Neither quaint, cozy, nor cuddly, this Sky-thrusting Arch literally overarches its riverine urban environment and, like any good fascist sculpture worth its oversize: Commands attention! And — I like it! Who doesn’t? Compared to the sepia-toned jumble of industrial mish-mash that otherwise characterizes the St Louis riverfront, the Arch superimposes a certain surreal allure that absolutely epitomizes the epithet “neo-futurist.” Technically, if we follow the sightline from Wikipedia, then the Arch is a form of “structural expressionism,” which the entry goes on to note is more typical of the 1970s. Either way, the Arch is a forward-looking structure, as well as a monument to the conquest of the American West.
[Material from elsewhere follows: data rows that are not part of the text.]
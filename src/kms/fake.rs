// Copyright 2025 The kms-pkcs11 Authors
// See LICENSE.txt file for terms

//! In-process stand-in for the remote key service.
//!
//! Instances register themselves under a name and are reachable through
//! `fake://<name>` endpoints. Key material and signatures are derived
//! deterministically from resource names, so the service needs no state
//! beyond the key catalog and results are reproducible across runs. The
//! material is shaped like the real thing (valid SPKI documents, ASN.1
//! ECDSA signatures) but is not cryptographically sound.

use std::collections::HashMap;
use std::sync::{Arc, Mutex};

use crate::error::{Error, Result};
use crate::kms::{KeyAlgorithm, KeyVersion, KmsClient};
use crate::spki;

use once_cell::sync::Lazy;
use sha2::{Digest, Sha256};

static REGISTRY: Lazy<Mutex<HashMap<String, Arc<FakeKms>>>> =
    Lazy::new(|| Mutex::new(HashMap::new()));

/// Returns the registered instance backing a `fake://` endpoint
pub fn connect(instance: &str) -> Result<Arc<dyn KmsClient>> {
    let registry = match REGISTRY.lock() {
        Ok(r) => r,
        Err(_) => return Err(Error::internal("fake registry poisoned")),
    };
    match registry.get(instance) {
        Some(kms) => Ok(kms.clone() as Arc<dyn KmsClient>),
        None => Err(Error::failed_precondition(format!(
            "unknown fake kms instance {}",
            instance
        ))),
    }
}

#[derive(Debug)]
struct Catalog {
    /// key ring name to its versions
    key_rings: HashMap<String, Vec<KeyVersion>>,
    /// version name to its algorithm, for the data plane
    versions: HashMap<String, KeyAlgorithm>,
}

#[derive(Debug)]
pub struct FakeKms {
    name: String,
    catalog: Mutex<Catalog>,
}

impl FakeKms {
    /// Creates and registers a new instance under the given name
    pub fn new(name: &str) -> Arc<FakeKms> {
        let kms = Arc::new(FakeKms {
            name: name.to_string(),
            catalog: Mutex::new(Catalog {
                key_rings: HashMap::new(),
                versions: HashMap::new(),
            }),
        });
        if let Ok(mut registry) = REGISTRY.lock() {
            registry.insert(name.to_string(), kms.clone());
        }
        kms
    }

    /// The endpoint string that resolves back to this instance
    pub fn endpoint(&self) -> String {
        format!("fake://{}", self.name)
    }

    /// Creates an empty key ring
    pub fn create_key_ring(&self, name: &str) {
        if let Ok(mut catalog) = self.catalog.lock() {
            catalog.key_rings.entry(name.to_string()).or_default();
        }
    }

    /// Creates a key with one enabled version and returns the version
    /// resource name
    pub fn create_key(
        &self,
        key_ring: &str,
        key_id: &str,
        algorithm: KeyAlgorithm,
    ) -> Result<String> {
        let name =
            format!("{}/cryptoKeys/{}/cryptoKeyVersions/1", key_ring, key_id);
        let public_key = public_key_for(&name, algorithm)?;
        let mut catalog = match self.catalog.lock() {
            Ok(c) => c,
            Err(_) => return Err(Error::internal("fake catalog poisoned")),
        };
        catalog.versions.insert(name.clone(), algorithm);
        catalog
            .key_rings
            .entry(key_ring.to_string())
            .or_default()
            .push(KeyVersion {
                name: name.clone(),
                algorithm: algorithm,
                public_key: public_key,
            });
        Ok(name)
    }
}

impl KmsClient for FakeKms {
    fn list_key_versions(&self, key_ring: &str) -> Result<Vec<KeyVersion>> {
        let catalog = match self.catalog.lock() {
            Ok(c) => c,
            Err(_) => return Err(Error::internal("fake catalog poisoned")),
        };
        match catalog.key_rings.get(key_ring) {
            Some(versions) => Ok(versions.clone()),
            None => Err(Error::not_found(format!(
                "key ring {} does not exist",
                key_ring
            ))),
        }
    }

    fn asymmetric_sign(&self, version: &str, digest: &[u8]) -> Result<Vec<u8>> {
        let algorithm = self.version_algorithm(version)?;
        match algorithm.curve() {
            Some(curve) => {
                let size = curve.coord_size();
                let r = derive_bytes(&[version.as_bytes(), digest, b"r"], size);
                let s = derive_bytes(&[version.as_bytes(), digest, b"s"], size);
                spki::ecdsa_sig_from_raw(&r, &s)
            }
            None => {
                let size = algorithm.key_bits() / 8;
                let mut sig =
                    derive_bytes(&[version.as_bytes(), digest, b"sig"], size);
                // keep the value below the modulus
                sig[0] = 0x01;
                Ok(sig)
            }
        }
    }

    fn asymmetric_decrypt(
        &self,
        version: &str,
        ciphertext: &[u8],
    ) -> Result<Vec<u8>> {
        let _ = self.version_algorithm(version)?;
        Ok(derive_bytes(&[version.as_bytes(), ciphertext, b"pt"], 32))
    }
}

impl FakeKms {
    fn version_algorithm(&self, version: &str) -> Result<KeyAlgorithm> {
        let catalog = match self.catalog.lock() {
            Ok(c) => c,
            Err(_) => return Err(Error::internal("fake catalog poisoned")),
        };
        match catalog.versions.get(version) {
            Some(algorithm) => Ok(*algorithm),
            None => Err(Error::not_found(format!(
                "key version {} does not exist",
                version
            ))),
        }
    }
}

/// Expands the concatenated seed material into `len` bytes via chained
/// SHA-256 invocations
fn derive_bytes(seeds: &[&[u8]], len: usize) -> Vec<u8> {
    let mut out = Vec::with_capacity(len);
    let mut counter: u32 = 0;
    while out.len() < len {
        let mut hasher = Sha256::new();
        for seed in seeds {
            hasher.update(seed);
        }
        hasher.update(counter.to_be_bytes());
        out.extend_from_slice(&hasher.finalize());
        counter += 1;
    }
    out.truncate(len);
    out
}

fn public_key_for(name: &str, algorithm: KeyAlgorithm) -> Result<Vec<u8>> {
    match algorithm.curve() {
        Some(curve) => {
            let size = curve.coord_size();
            let x = derive_bytes(&[name.as_bytes(), b"x"], size);
            let y = derive_bytes(&[name.as_bytes(), b"y"], size);
            let mut point = Vec::with_capacity(1 + 2 * size);
            point.push(0x04);
            point.extend_from_slice(&x);
            point.extend_from_slice(&y);
            spki::spki_for_ec(curve, &point)
        }
        None => {
            let size = algorithm.key_bits() / 8;
            let mut modulus = derive_bytes(&[name.as_bytes(), b"n"], size);
            // full-width odd modulus
            modulus[0] |= 0x80;
            modulus[size - 1] |= 0x01;
            spki::spki_for_rsa(&modulus, &[0x01, 0x00, 0x01])
        }
    }
}
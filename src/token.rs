// Copyright 2025 The kms-pkcs11 Authors
// See LICENSE.txt file for terms

//! A token materializes one remote key ring as a set of PKCS#11
//! objects, and owns the login view shared by every session on its
//! slot. Object tables are built once at provider initialization; the
//! token is permanently write protected.

use std::collections::HashMap;

use crate::certs;
use crate::config::TokenConfig;
use crate::error::Result;
use crate::kms::KmsClient;
use crate::object::{self, Object};
use crate::pkcs11::*;
use crate::spki;

use log;
use sha2::{Digest, Sha256};

static MANUFACTURER_ID: [CK_UTF8CHAR; 32] =
    *b"kms-pkcs11                      ";
static TOKEN_MODEL: [CK_UTF8CHAR; 16] = *b"Cloud KMS Token ";

/// Mints object handles; handles are provider-wide unique so a handle
/// resolves in exactly one token's table
#[derive(Debug)]
pub struct Handles {
    next: CK_OBJECT_HANDLE,
}

impl Handles {
    pub fn new() -> Handles {
        Handles { next: 1 }
    }

    pub fn next(&mut self) -> CK_OBJECT_HANDLE {
        let next = self.next;
        self.next += 1;
        next
    }
}

/// Copies a string into a fixed-size, space-padded field
pub fn copy_sized_string(s: &[u8], dst: &mut [u8]) {
    let len = std::cmp::min(s.len(), dst.len());
    dst[..len].copy_from_slice(&s[..len]);
    for b in dst[len..].iter_mut() {
        *b = 0x20;
    }
}

#[derive(Debug)]
pub struct Token {
    slot_info: CK_SLOT_INFO,
    info: CK_TOKEN_INFO,
    objects: HashMap<CK_OBJECT_HANDLE, Object>,
    /// enumeration order of the object table
    ordered: Vec<CK_OBJECT_HANDLE>,
    logged_in: bool,
}

impl Token {
    /// Builds the token for one configured key ring: fetches the
    /// enabled key versions and materializes a private and a public
    /// key object per version, plus a certificate when requested.
    pub fn new(
        conf: &TokenConfig,
        client: &dyn KmsClient,
        generate_certs: bool,
        handles: &mut Handles,
    ) -> Result<Token> {
        let mut label = [0x20u8; 32];
        copy_sized_string(conf.label.as_bytes(), &mut label);

        let mut description = [0x20u8; 64];
        copy_sized_string(conf.key_ring.as_bytes(), &mut description);

        // stable serial derived from the key ring name
        let mut serial = [0u8; 16];
        let digest = Sha256::digest(conf.key_ring.as_bytes());
        let mut hexser = String::with_capacity(16);
        for b in &digest[..8] {
            hexser.push_str(&format!("{:02x}", b));
        }
        copy_sized_string(hexser.as_bytes(), &mut serial);

        let mut token = Token {
            slot_info: CK_SLOT_INFO {
                slotDescription: description,
                manufacturerID: MANUFACTURER_ID,
                flags: CKF_TOKEN_PRESENT,
                hardwareVersion: CK_VERSION { major: 0, minor: 0 },
                firmwareVersion: CK_VERSION { major: 0, minor: 0 },
            },
            info: CK_TOKEN_INFO {
                label: label,
                manufacturerID: MANUFACTURER_ID,
                model: TOKEN_MODEL,
                serialNumber: serial,
                flags: CKF_TOKEN_INITIALIZED
                    | CKF_WRITE_PROTECTED
                    | CKF_USER_PIN_INITIALIZED
                    | CKF_SO_PIN_LOCKED,
                ulMaxSessionCount: CK_EFFECTIVELY_INFINITE,
                ulSessionCount: CK_UNAVAILABLE_INFORMATION,
                ulMaxRwSessionCount: 0,
                ulRwSessionCount: CK_UNAVAILABLE_INFORMATION,
                ulMaxPinLen: 0,
                ulMinPinLen: 0,
                ulTotalPublicMemory: CK_UNAVAILABLE_INFORMATION,
                ulFreePublicMemory: CK_UNAVAILABLE_INFORMATION,
                ulTotalPrivateMemory: CK_UNAVAILABLE_INFORMATION,
                ulFreePrivateMemory: CK_UNAVAILABLE_INFORMATION,
                hardwareVersion: CK_VERSION { major: 0, minor: 0 },
                firmwareVersion: CK_VERSION { major: 0, minor: 0 },
                utcTime: *b"0000000000000000",
            },
            objects: HashMap::new(),
            ordered: Vec::new(),
            logged_in: false,
        };

        let versions = client.list_key_versions(&conf.key_ring)?;
        log::debug!(
            "token {:?}: {} enabled key versions in {}",
            conf.label,
            versions.len(),
            conf.key_ring
        );
        for version in &versions {
            let key = spki::parse_spki(&version.public_key)?;
            token.install(object::private_key(version, &key)?, handles);
            token.install(object::public_key(version, &key)?, handles);
            if generate_certs && certs::certifiable(version.algorithm) {
                let cert = certs::generate_self_signed(version, client)?;
                token.install(object::certificate(version, &cert)?, handles);
            }
        }

        Ok(token)
    }

    fn install(&mut self, mut obj: Object, handles: &mut Handles) {
        let handle = handles.next();
        obj.set_handle(handle);
        self.ordered.push(handle);
        self.objects.insert(handle, obj);
    }

    pub fn get_token_info(&self) -> &CK_TOKEN_INFO {
        &self.info
    }

    pub fn get_slot_info(&self) -> &CK_SLOT_INFO {
        &self.slot_info
    }

    pub fn is_logged_in(&self) -> bool {
        self.logged_in
    }

    /// The session state every session on this slot observes
    pub fn session_state(&self) -> CK_STATE {
        if self.logged_in {
            CKS_RO_USER_FUNCTIONS
        } else {
            CKS_RO_PUBLIC_SESSION
        }
    }

    /// Moves the token to the user view; the PIN is not consulted,
    /// authentication is federated through the service credentials
    pub fn login(&mut self) -> Result<()> {
        if self.logged_in {
            return Err(CKR_USER_ALREADY_LOGGED_IN)?;
        }
        self.logged_in = true;
        Ok(())
    }

    pub fn logout(&mut self) -> Result<()> {
        if !self.logged_in {
            return Err(CKR_USER_NOT_LOGGED_IN)?;
        }
        self.logged_in = false;
        Ok(())
    }

    pub fn object(&self, handle: CK_OBJECT_HANDLE) -> Result<&Object> {
        match self.objects.get(&handle) {
            Some(obj) => Ok(obj),
            None => Err(CKR_OBJECT_HANDLE_INVALID)?,
        }
    }

    /// Snapshot of every object handle whose attributes match the
    /// template, in stable enumeration order
    pub fn search(&self, template: &[CK_ATTRIBUTE]) -> Vec<CK_OBJECT_HANDLE> {
        let mut found = Vec::new();
        for handle in &self.ordered {
            if let Some(obj) = self.objects.get(handle) {
                if obj.match_template(template) {
                    found.push(*handle);
                }
            }
        }
        found
    }
}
At first glance, the association of this massive catenary monolith to fascism, whether aesthetic or political, might sound outlandish; however, there is historical precedence for advancing this claim. Eero Saarinen, the Arch’s Finnish-American architect, for example, explicitly rejected any interpretation of his design as “fascist.” The “fascist view” of the Arch was perhaps first forwarded by Gilmore D. Clarke, a New York engineer and landscape architect in 1948, the very month and year that Saarinen’s Arch proposal won a unanimous thumbs-up from the Jefferson Expansion Memorial committee. An “Arch was born!” Meanwhile…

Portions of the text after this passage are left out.